L'ampleur de la corruption en Haïti
La corruption en Haïti n'est pas un secret. La corruption a également impliqué les plus hauts fonctionnaires du pays, depuis les Duvalier. Deux anciens présidents, Martelly et Privert, ainsi que des dizaines d'autres responsables ont reçu des mandats d'arrêt pour avoir prétendument détourné des biens gouvernementaux . Plusieurs autres ont été impliqués dans le détournement de centaines de milliers de dollars auprès de compagnies d'électricité, le détournement de millions de dollars de nourriture pour les écoliers et les réserves de carburant du gouvernement. La période qui a suivi le tremblement de terre de 2010 a été marquée par la corruption . Le commerce illicite entre la République dominicaine et Haïti entraîne des pertes annuelles estimées à 400 millions de dollars pour le gouvernement haïtien. En conséquence, depuis 1998, Haïti se classe régulièrement au bas de l' indice de Transparency International et des indicateurs de gouvernance mondiale du Groupe de la Banque mondiale .
Le détournement de fonds à grande échelle le plus notoire d'Haïti concerne Petrocaribe, un accord commercial avec le Venezuela. Cela a permis à Haïti d'emprunter du pétrole avec des paiements différés (25 ans) pour investir dans le pays. Au lieu de cela, le programme a pris feu – au propre comme au figuré – après que les Haïtiens n’ont remarqué que très peu de résultats et découvert un plan de détournement de fonds qui a emporté 2 milliards de dollars. Les manifestations qui ont suivi ont été prolifiques, énergiques et reconnues internationalement pour leur sérieux et pour la réponse .

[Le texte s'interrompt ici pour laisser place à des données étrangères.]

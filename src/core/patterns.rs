//! Text patterns used to mine pages for titles and media addresses
//!
//! Media addresses are tried as an ordered chain of named patterns; the first
//! pattern that matches wins, so more specific fields come before the bare
//! `.mp4` heuristic.

use once_cell::sync::Lazy;
use regex::Regex;

/// Escaped forward slash as it appears inside JSON embedded in the page
pub const ESCAPED_SLASH: &str = r"\u002F";

static TITLE_RE: Lazy<Regex> =
    Lazy::new(|| Regex::new(r#""desc":"(.*?)""#).expect("valid title regex"));

// Scheme separators may be JSON-escaped like every other slash
static PLAY_ADDR_RE: Lazy<Regex> =
    Lazy::new(|| Regex::new(r#""playAddr":"(https?:(?://|\\u002F\\u002F)[^"]+)""#).expect("valid playAddr regex"));

static SRC_NO_MARK_RE: Lazy<Regex> =
    Lazy::new(|| Regex::new(r#""srcNoMark":"(https?:(?://|\\u002F\\u002F)[^"]+)""#).expect("valid srcNoMark regex"));

static DOWNLOAD_ADDR_RE: Lazy<Regex> = Lazy::new(|| {
    Regex::new(r#""downloadAddr":"(https?:(?://|\\u002F\\u002F)[^"]+)""#).expect("valid downloadAddr regex")
});

static BARE_MP4_RE: Lazy<Regex> =
    Lazy::new(|| Regex::new(r#"(https?:(?://|\\u002F\\u002F)v[^\s"']+\.mp4)"#).expect("valid mp4 regex"));

/// A named media-address matcher
pub struct MediaPattern {
    /// Name reported when this pattern produced the URL
    pub name: &'static str,
    regex: &'static Lazy<Regex>,
}

impl MediaPattern {
    /// Returns the decoded first capture if the pattern matches `text`
    pub fn extract(&self, text: &str) -> Option<String> {
        self.regex
            .captures(text)
            .and_then(|caps| caps.get(1))
            .map(|m| decode_slashes(m.as_str()))
            .filter(|url| !url.is_empty())
    }
}

/// A successful pattern-chain lookup
#[derive(Debug, Clone, PartialEq, Eq)]
pub struct PatternMatch {
    pub pattern: &'static str,
    pub url: String,
}

/// `playAddr` field of the embedded page data
pub static PLAY_ADDR: MediaPattern = MediaPattern {
    name: "playAddr",
    regex: &PLAY_ADDR_RE,
};

/// `srcNoMark` field (watermark-free source)
pub static SRC_NO_MARK: MediaPattern = MediaPattern {
    name: "srcNoMark",
    regex: &SRC_NO_MARK_RE,
};

/// `downloadAddr` field
pub static DOWNLOAD_ADDR: MediaPattern = MediaPattern {
    name: "downloadAddr",
    regex: &DOWNLOAD_ADDR_RE,
};

/// Any absolute `.mp4` URL on a `v*` host
pub static BARE_MP4: MediaPattern = MediaPattern {
    name: "mp4",
    regex: &BARE_MP4_RE,
};

/// Pattern chain for the static HTML and the rendered-snapshot stages
pub static STATIC_PATTERNS: [&MediaPattern; 1] = [&PLAY_ADDR];

/// Pattern chain for the rendered script scan, in priority order
pub static SCRIPT_PATTERNS: [&MediaPattern; 4] = [&PLAY_ADDR, &SRC_NO_MARK, &DOWNLOAD_ADDR, &BARE_MP4];

/// Runs `patterns` in order against `text` and stops at the first match
pub fn first_match(patterns: &[&MediaPattern], text: &str) -> Option<PatternMatch> {
    patterns.iter().find_map(|pattern| {
        pattern.extract(text).map(|url| PatternMatch {
            pattern: pattern.name,
            url,
        })
    })
}

/// Replaces every JSON-escaped slash with a literal `/`
pub fn decode_slashes(value: &str) -> String {
    value.replace(ESCAPED_SLASH, "/")
}

/// Extracts the post description used as the video title
pub fn extract_title(html: &str) -> Option<String> {
    TITLE_RE
        .captures(html)
        .and_then(|caps| caps.get(1))
        .map(|m| m.as_str().to_string())
}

L’instauration de la propriété effective peut faire connaître les moyens par lesquels les fonctionnaires corrompus blanchissent de l’argent, par exemple par l’intermédiaire d’une entreprise de construction dont le fonctionnaire possède secrètement ou dans laquelle il a un intérêt important. Ces systèmes constituent un moyen de dissuasion appréciable contre la criminalité en col blanc.
Quel est le problème ici ?
La propriété effective n’est pas une panacée contre la corruption en Haïti. Cela nécessite des mécanismes d'application robustes , une surveillance rigoureuse des fournisseurs de données et de l'intégrité des données , une coopération intergouvernementale proactive et réciproque , ainsi qu'un système judiciaire opérationnel pour appliquer les dispositions de la loi. Tous ces éléments sont, à ce jour, absents ou inopérants en Haïti. Il y aura également besoin de l'aide d'autres pays qui ont expérimenté la propriété effective et peuvent conseiller les juristes haïtiens sur la manière d'appliquer ces nouveaux concepts ou réglementations à une loi peu accommodante.
Cependant, je soutiens que cette possibilité devrait néanmoins rester sur le radar du gouvernement de transition. Lorsque le nouveau parlement prêtera serment après les élections proposées l'année prochaine , il devra reconstruire et protéger le système judiciaire, financer et permettre aux agences publiques d'exercer ces fonctions, et prendre grand soin d'éviter un nouvel effondrement. Cela crée une opportunité à ne pas manquer pour réformer et renforcer les systèmes de gouvernance d'Haïti et, enfin, porter un coup considérable au problème historique de corruption d'Haïti. Sans être naïf ni trop optimiste, je pense qu’il pourrait s’agir d’un changement mineur qui aurait des avantages en cascade pour notre pays.
Haiti Policy House est une institution à but non lucratif qui se concentre sur les questions de politique publique haïtienne. Ses recherches sont non partisanes. Haiti Policy House ne prend pas de positions politiques spécifiques. En conséquence, tous les points de vue, positions et conclusions exprimés dans cette publication doivent être considérés comme étant uniquement ceux du ou des auteurs.